‘I don’t like the look of that,’ said the paramedic.

‘Give me a bucket of Novocaine,’ gasped Dommie, trying not to scream with pain as Ricky, Seb and a demented Louisa lifted him down from Corporal. ‘I’ll be OK in a minute.’

‘You can’t go back into that hell-hole,’ said Louisa aghast.

Rupert agreed and, sprinting along the edge of the boards, yelled up to Perdita in the stands to get her kneepads on.

The only person, in fact, who was happy when Dommie insisted on playing on was Bart. Slapping a clenched fist into his other palm, he moved round the American team. ‘Now we can zap them. Ride into the little bastard’s knee as often as possible. Force him to retire and we can get the girl in.’

‘Don’t be so fucking unsporting, Dad,’ said Luke in outrage. ‘You could put the guy out of the game for good.’

‘Safe journey, my darling.’ Louisa’s voice broke as Dommie rode back on to the field to deafening applause.

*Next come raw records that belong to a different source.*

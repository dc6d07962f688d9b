use std::sync::Arc;

use crate::backends::{BackendContext, BackendProvider, PacmanProvider, WingetProvider, YayProvider};

/// Ordered, append-only set of providers. Availability is asked fresh on
/// every query.
#[derive(Clone, Default)]
pub struct ProviderRegistry {
    providers: Vec<Arc<dyn BackendProvider>>,
}

impl ProviderRegistry {
    pub fn new() -> Self {
        Self::default()
    }

    /// Registers yay, pacman and winget, in that order.
    pub fn with_default_backends(context: BackendContext) -> Self {
        let mut registry = Self::new();
        registry.register(Arc::new(YayProvider::new(context.clone())));
        registry.register(Arc::new(PacmanProvider::new(context.clone())));
        registry.register(Arc::new(WingetProvider::new(context)));
        registry
    }

    pub fn register(&mut self, provider: Arc<dyn BackendProvider>) {
        tracing::debug!(provider = provider.name(), priority = provider.priority(), "registered provider");
        self.providers.push(provider);
    }

    pub fn providers(&self) -> &[Arc<dyn BackendProvider>] {
        &self.providers
    }

    pub fn available_providers(&self) -> Vec<Arc<dyn BackendProvider>> {
        self.providers
            .iter()
            .filter(|provider| provider.is_available())
            .cloned()
            .collect()
    }

    /// Lowest priority among available providers; the earliest registration
    /// wins a tie.
    pub fn select_best(&self) -> Option<Arc<dyn BackendProvider>> {
        let mut best: Option<&Arc<dyn BackendProvider>> = None;
        for provider in self.providers.iter().filter(|p| p.is_available()) {
            match best {
                Some(current) if current.priority() <= provider.priority() => {}
                _ => best = Some(provider),
            }
        }
        best.cloned()
    }
}

impl std::fmt::Debug for ProviderRegistry {
    fn fmt(&self, f: &mut std::fmt::Formatter<'_>) -> std::fmt::Result {
        f.debug_list()
            .entries(self.providers.iter().map(|provider| provider.name()))
            .finish()
    }
}
use crate::execution::{ProcessExecutor, ProcessOutput, ProcessSpawnRequest, spawn_validated};
use crate::models::CoreError;
use crate::orchestration::CancellationToken;

pub(crate) async fn run_and_collect_output(
    executor: &dyn ProcessExecutor,
    request: ProcessSpawnRequest,
    cancellation: &CancellationToken,
) -> Result<ProcessOutput, CoreError> {
    let process = spawn_validated(executor, request)?;
    process.wait(cancellation.clone()).await
}

/// Runs a read-only probe; anything but a clean zero exit is `None`.
pub(crate) async fn run_probe(
    executor: &dyn ProcessExecutor,
    request: ProcessSpawnRequest,
) -> Option<ProcessOutput> {
    let rendered = request.command.render();
    match run_and_collect_output(executor, request, &CancellationToken::new()).await {
        Ok(output) if output.succeeded() => Some(output),
        Ok(output) => {
            tracing::debug!(command = %rendered, status = ?output.status, "probe returned non-zero");
            None
        }
        Err(error) => {
            tracing::debug!(command = %rendered, %error, "probe failed");
            None
        }
    }
}

/// Last non-empty lines of process output, for error messages.
pub(crate) fn output_tail(text: &str, lines: usize) -> String {
    let tail: Vec<&str> = text
        .lines()
        .map(str::trim_end)
        .filter(|line| !line.trim().is_empty())
        .collect();
    let start = tail.len().saturating_sub(lines);
    tail[start..].join("\n")
}

#[cfg(unix)]
pub(crate) fn running_as_root() -> bool {
    unsafe { libc::geteuid() == 0 }
}

#[cfg(not(unix))]
pub(crate) fn running_as_root() -> bool {
    false
}
//! Liveness/readiness and Prometheus exposition. Readiness reaches the
//! vector index and relational store instead of only reporting uptime.

use axum::extract::State;
use axum::response::IntoResponse;
use axum::Json;
use serde_json::json;

use super::AppContext;

pub async fn health(State(ctx): State<AppContext>) -> impl IntoResponse {
    Json(json!({
        "status": "ok",
        "version": env!("CARGO_PKG_VERSION"),
        "uptime_seconds": ctx.start_time.elapsed().as_secs(),
    }))
}

/// Readiness additionally verifies the backing stores the core cannot
/// function without are reachable.
pub async fn ready(State(ctx): State<AppContext>) -> impl IntoResponse {
    let vector_ok = ctx.pipeline.vector_index.health().await.is_ok();
    let db_ok = ctx.db.get(uuid::Uuid::nil()).await.is_ok();

    let ready = vector_ok && db_ok;
    let status = if ready { axum::http::StatusCode::OK } else { axum::http::StatusCode::SERVICE_UNAVAILABLE };
    (
        status,
        Json(json!({
            "ready": ready,
            "vector_index": vector_ok,
            "database": db_ok,
        })),
    )
}

pub async fn metrics() -> impl IntoResponse {
    ([("content-type", "text/plain; version=0.0.4")], crate::metrics::render())
}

Dommie was as brave as his own bull terrier, but the blow had smashed his left knee and the pain was clearly unhinging him. As Red and Angel unleashed a fusillade of shots, the crowd, who had no idea quite how badly Dommie was hurt, kept up a continuous roar of encouragement. As the score drew level, Dommie, battered by the inevitable rough and tumble, grew greener and greener. Ricky was torn. He ought to protect Dommie but, aware that the Westchester was fast slipping out of his grasp, the only answer was to forget him and plunge into the fray. Thirty seconds later, with a glorious cut shot, he put England ahead. Now it was a question of staying there.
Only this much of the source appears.